It only makes sense to start with the most storied franchise in hockey history, the Montréal Canadiens (or “Habs,” from the French habitants), an “Original Six” team with an unrivalled 24 season-winning Stanley Cup victories, their first coming during the 1915-’16 season. All but two of these wins happened on their hallowed former home ice, the Montréal Forum, where legends like Jean Béliveau, Dickie Moore, Maurice Richard, Doug Harvey and Jacques Plante helped the Habs win a record five straight Cups from 1956-’60. It was also at the Forum that, on June 9, 1993, the Guy Carbonneau-led Habs triumphed over the Wayne Gretzky-led Los Angeles Kings in Game 5 of a wild Stanley Cup final that saw the city erupt (almost literally). It still stands as the last Stanley Cup won by a Canadian team.


A towering achievement

The 1976 Summer Olympics changed the face of Montréal, and the iconic Olympic Stadium and its one-of-a-kind, 165-metre, 45-degree angle tower (the tallest inclined tower in the world) continue to hold a dominant place on the city skyline. The 1976 Olympics, opened by Queen Elizabeth II, were the first Olympic Games to be held in Canada. It was here that 14-year-old Romanian gymnast Nadia Comăneci stunned the world, becoming the first-ever athlete to score a perfect 10 at the Olympics, recording seven 10.00 scores and taking home three gold medals.


Things went swimmingly

Following the Olympics, the next major multi-sport competitive event that Montréal would host would be the 2005 FINA World Aquatics Championships from July 16 to 31 in Parc Jean-Drapeau’s Aquatic Complex on Île Sainte-Hélène, making Montréal the first city in North America to hold the championships. It was here where, with a monumental performance in front of a hometown crowd, Montréal diving sensation Alexandre Despatie claimed the gold medals in both the 1-metre and 3-metre springboard.

All eyes on the prize

The Formula 1 Grand Prix du Canada regularly attracts up to 300,000 top-tier racing fans each year, and is the single largest annual sporting event in the city. In fact, the 2005 edition of the Grand Prix was the most-watched Formula 1 race in the world, and the third most-watched sporting event in the world behind only Super Bowl XXXIX and the UEFA Champions League soccer final. An infamous feature of Montréal’s F1 track, the Circuit Gilles-Villeneuve, is the final corner, known as the “Wall of Champions,” which regularly ruins the day of the sport’s best drivers. In the 1999 Grand Prix alone, Montréal’s Jacques Villeneuve, Michael Schumacher and Damon Hill all finished their race in the wall (which bore the slogan Bienvenue au Québec — Welcome to Québec — on it).

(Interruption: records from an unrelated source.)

//! Memory-mapped resource engine.
//!
//! Zero-copy, cached access to on-disk media and binary data. Mappings are
//! created lazily on first access, cached by `(path, mode)` and evicted in
//! least-recently-used order once the cache exceeds its capacity. An entry is
//! only evicted when no [`MappedView`] of it is alive.
//!
//! The engine does not notice when a mapped file changes on disk after it was
//! mapped. Truncating a mapped file from elsewhere is an unguarded hazard;
//! call [`MmapEngine::unmap`] before rewriting a file you mapped earlier.

mod array;
mod frames;
mod view;

use std::collections::HashMap;
use std::path::{Path, PathBuf};
use std::sync::{Arc, Mutex, PoisonError};
use std::time::Instant;

use tracing::{debug, warn};

use crate::error::MediaResult;
use crate::metrics;

pub use array::{DiskArray, Element, ElementType};
pub use frames::{FrameLayout, FrameRange};
pub use view::{MapMode, MappedView, ViewGuard, ViewGuardMut};

use view::Mapping;

/// Default number of cached mappings.
pub const DEFAULT_CACHE_CAPACITY: usize = 32;

/// Engine configuration.
#[derive(Debug, Clone)]
pub struct MmapConfig {
    /// Maximum number of cached mappings before LRU eviction kicks in.
    pub capacity: usize,
}

impl Default for MmapConfig {
    fn default() -> Self {
        Self {
            capacity: DEFAULT_CACHE_CAPACITY,
        }
    }
}

/// Cache statistics.
#[derive(Debug, Clone, Copy, Default, PartialEq, Eq)]
pub struct MmapStats {
    pub entries: usize,
    pub capacity: usize,
    pub hits: u64,
    pub misses: u64,
    pub evictions: u64,
}

type CacheKey = (PathBuf, MapMode);

struct CacheEntry {
    path: Arc<Path>,
    mapping: Arc<Mapping>,
    last_access: Instant,
}

impl CacheEntry {
    /// Views alive outside the cache.
    fn outstanding(&self) -> usize {
        Arc::strong_count(&self.mapping) - 1
    }
}

#[derive(Default)]
struct MmapCache {
    entries: HashMap<CacheKey, CacheEntry>,
    hits: u64,
    misses: u64,
    evictions: u64,
}

/// Cached memory-mapping service.
///
/// Cheap to clone; clones share one cache guarded by a single lock that
/// covers insert/evict bookkeeping only. Views themselves are not
/// synchronized across processes.
#[derive(Clone)]
pub struct MmapEngine {
    cache: Arc<Mutex<MmapCache>>,
    capacity: usize,
}

impl Default for MmapEngine {
    fn default() -> Self {
        Self::with_config(MmapConfig::default())
    }
}

impl MmapEngine {
    /// Create an engine holding at most `capacity` idle mappings.
    pub fn new(capacity: usize) -> Self {
        Self::with_config(MmapConfig { capacity })
    }

    pub fn with_config(config: MmapConfig) -> Self {
        Self {
            cache: Arc::new(Mutex::new(MmapCache::default())),
            capacity: config.capacity.max(1),
        }
    }

    fn lock(&self) -> std::sync::MutexGuard<'_, MmapCache> {
        self.cache.lock().unwrap_or_else(PoisonError::into_inner)
    }

    /// Map a file, reusing a cached mapping for the same `(path, mode)`.
    pub fn map_file(&self, path: impl AsRef<Path>, mode: MapMode) -> MediaResult<MappedView> {
        let path = path.as_ref();
        let key: CacheKey = (path.to_path_buf(), mode);

        {
            let mut cache = self.lock();
            if let Some(entry) = cache.entries.get_mut(&key) {
                entry.last_access = Instant::now();
                let view = MappedView::new(entry.path.clone(), mode, entry.mapping.clone());
                cache.hits += 1;
                metrics::record_mmap_hit();
                return Ok(view);
            }
        }

        // Map outside the lock; if another thread won the race, use its entry.
        let mapping = Arc::new(Mapping::open(path, mode)?);
        debug!(path = %path.display(), ?mode, len = mapping.len(), "Mapped file");

        let mut cache = self.lock();
        cache.misses += 1;
        metrics::record_mmap_miss();

        let entry = cache.entries.entry(key.clone()).or_insert_with(|| CacheEntry {
            path: Arc::from(path),
            mapping,
            last_access: Instant::now(),
        });
        entry.last_access = Instant::now();
        let view = MappedView::new(entry.path.clone(), mode, entry.mapping.clone());

        self.evict_to_capacity(&mut cache, &key);
        Ok(view)
    }

    /// Evict idle entries, oldest first, until the cache fits its capacity.
    fn evict_to_capacity(&self, cache: &mut MmapCache, keep: &CacheKey) {
        while cache.entries.len() > self.capacity {
            let victim = cache
                .entries
                .iter()
                .filter(|(key, entry)| *key != keep && entry.outstanding() == 0)
                .min_by_key(|(_, entry)| entry.last_access)
                .map(|(key, _)| key.clone());

            match victim {
                Some(key) => {
                    cache.entries.remove(&key);
                    cache.evictions += 1;
                    metrics::record_mmap_eviction();
                    debug!(path = %key.0.display(), mode = ?key.1, "Evicted mapping");
                }
                None => {
                    warn!(
                        entries = cache.entries.len(),
                        capacity = self.capacity,
                        "All cached mappings are in use; cache temporarily over capacity"
                    );
                    break;
                }
            }
        }
    }

    /// Map `frame_count` frames starting at `start_frame` from a raw frame file.
    ///
    /// Returns fewer frames than requested (possibly zero) when the file
    /// ends early; that is not an error.
    pub fn map_frames(
        &self,
        path: impl AsRef<Path>,
        layout: FrameLayout,
        start_frame: usize,
        frame_count: usize,
    ) -> MediaResult<FrameRange> {
        let path = path.as_ref();
        layout.validate(path)?;
        let view = self.map_file(path, MapMode::ReadOnly)?;
        FrameRange::new(view, layout, start_frame, frame_count)
    }

    /// Open or create a disk-backed array of `shape` elements.
    ///
    /// In [`MapMode::WriteCreate`] the file is resized to fit the shape.
    /// Writes are not durable until [`DiskArray::flush`].
    pub fn create_array(
        &self,
        path: impl AsRef<Path>,
        shape: &[usize],
        element_type: ElementType,
        mode: MapMode,
    ) -> MediaResult<DiskArray> {
        let path = path.as_ref();
        let byte_len = array::byte_len(shape, element_type)?;

        if mode == MapMode::WriteCreate {
            // Any cached mapping predates the resize.
            self.unmap(path);
            let file = std::fs::OpenOptions::new()
                .read(true)
                .write(true)
                .create(true)
                .truncate(false)
                .open(path)?;
            file.set_len(byte_len as u64)?;
        }

        let view = self.map_file(path, mode)?;
        DiskArray::new(view, shape.to_vec(), element_type, byte_len)
    }

    /// Drop the cached mappings of `path` in every mode.
    ///
    /// Live views keep their mapping until they are dropped. Returns the
    /// number of cache entries removed; 0 when nothing was mapped.
    pub fn unmap(&self, path: impl AsRef<Path>) -> usize {
        let path = path.as_ref();
        let mut cache = self.lock();
        let before = cache.entries.len();
        cache.entries.retain(|(p, _), _| p != path);
        before - cache.entries.len()
    }

    /// Drop every cached mapping. Returns the number of entries removed.
    pub fn clear_all(&self) -> usize {
        let mut cache = self.lock();
        let removed = cache.entries.len();
        cache.entries.clear();
        removed
    }

    /// Whether `(path, mode)` currently has a cache entry.
    pub fn is_cached(&self, path: impl AsRef<Path>, mode: MapMode) -> bool {
        self.lock()
            .entries
            .contains_key(&(path.as_ref().to_path_buf(), mode))
    }

    /// Live views of a cached mapping, or `None` if it is not cached.
    pub fn ref_count(&self, path: impl AsRef<Path>, mode: MapMode) -> Option<usize> {
        self.lock()
            .entries
            .get(&(path.as_ref().to_path_buf(), mode))
            .map(CacheEntry::outstanding)
    }

    pub fn stats(&self) -> MmapStats {
        let cache = self.lock();
        MmapStats {
            entries: cache.entries.len(),
            capacity: self.capacity,
            hits: cache.hits,
            misses: cache.misses,
            evictions: cache.evictions,
        }
    }
}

A monster of a sports fest

Named for the mythical part jackrabbit/part antelope creature of lore, JACKALOPE — Canada’s largest action sports festival — draws tens of thousands of adrenaline junkies to the Esplanade of the Olympic Park every year for international-calibre competitions in several sports including skateboarding, BASE jumping, rock climbing and fixed gear cycling. It outdid itself in 2017 with an appearance by “The Birdman” himself, skateboard legend Tony Hawk, who performed a 45-minute demo on a custom-built, 14-foot-high half-pipe.

For the love of pigskin

Montréal’s enduring love affair with football is exemplified by the Montréal Alouettes, the city’s Canadian Football League (CFL) professional team. The Als, as they are known, have seven season-winning Grey Cups to their credit, six of which came in two especially memorable decade-long campaigns in the 1970s and 2000s. Their 1977 home-field win at the Olympic Stadium drew a Grey Cup-record 68,318 fans after a season that drew an average 59,595 fans per home game, records that still stand to this day. The 2000s saw the team bring home three Grey Cups, and is known as the Anthony Calvillo era. The still much-loved, retired quarterback remains the CFL record-holder for career passing yards.

A beautiful game

Montréal’s popular Major League Soccer team, the Montréal Impact, played a historic season in 2016, going to the Eastern Conference final for the first time in the club’s history. Though they eventually lost to rivals Toronto FC in a high-scoring, nail-biting, two-game home and away series, over 61,000 Impact fans packed the Olympic Stadium on November 22 for the first part of the contest (which the Impact won 3-2), consolidating soccer’s place on the city’s sports stage.


A hit with baseball fans

Though Montrealers may have lost their beloved Montréal Expos (for now), they’ve never lost their love of the game of baseball, which has deep roots in the city. It was in Montréal that baseball’s colour barrier was broken when, on October 3, 1945, the city’s Triple-A ball team, the Montréal Royals, signed Jackie Robinson to play for what turned out to be a historic 1946 season, winning the Little World Series that year (the much-adored Robinson was mobbed by fans all the way to the train station as he left afterward). For their part, the Montréal Expos (named for the Expo 67 World Fair) hit their peak in 1994 and had league-leading 74-40 record when a players’ union strike cut the season short, cancelling the playoffs. For reasons financial and management-related, the team never recovered, eventually moving to Washington in 2005. Hope for their return, however, springs eternal.

Court is in session

The annual Rogers Cup tennis tournament is one of the most anticipated events on the city’s pro-sports calendar each year (attendance has topped 200,000), and is the third-oldest tournament in all of tennis behind only Wimbledon and the U.S. Open. Tennis great Monica Seles won two of her four straight Rogers Cup wins (1995-’98) in Montréal (1996 and 1998) during her astonishing comeback following a two-year hiatus after being stabbed on court by a spectator during a match against Steffi Graf in Hamburg in 1993.

Rockin’ and rollin’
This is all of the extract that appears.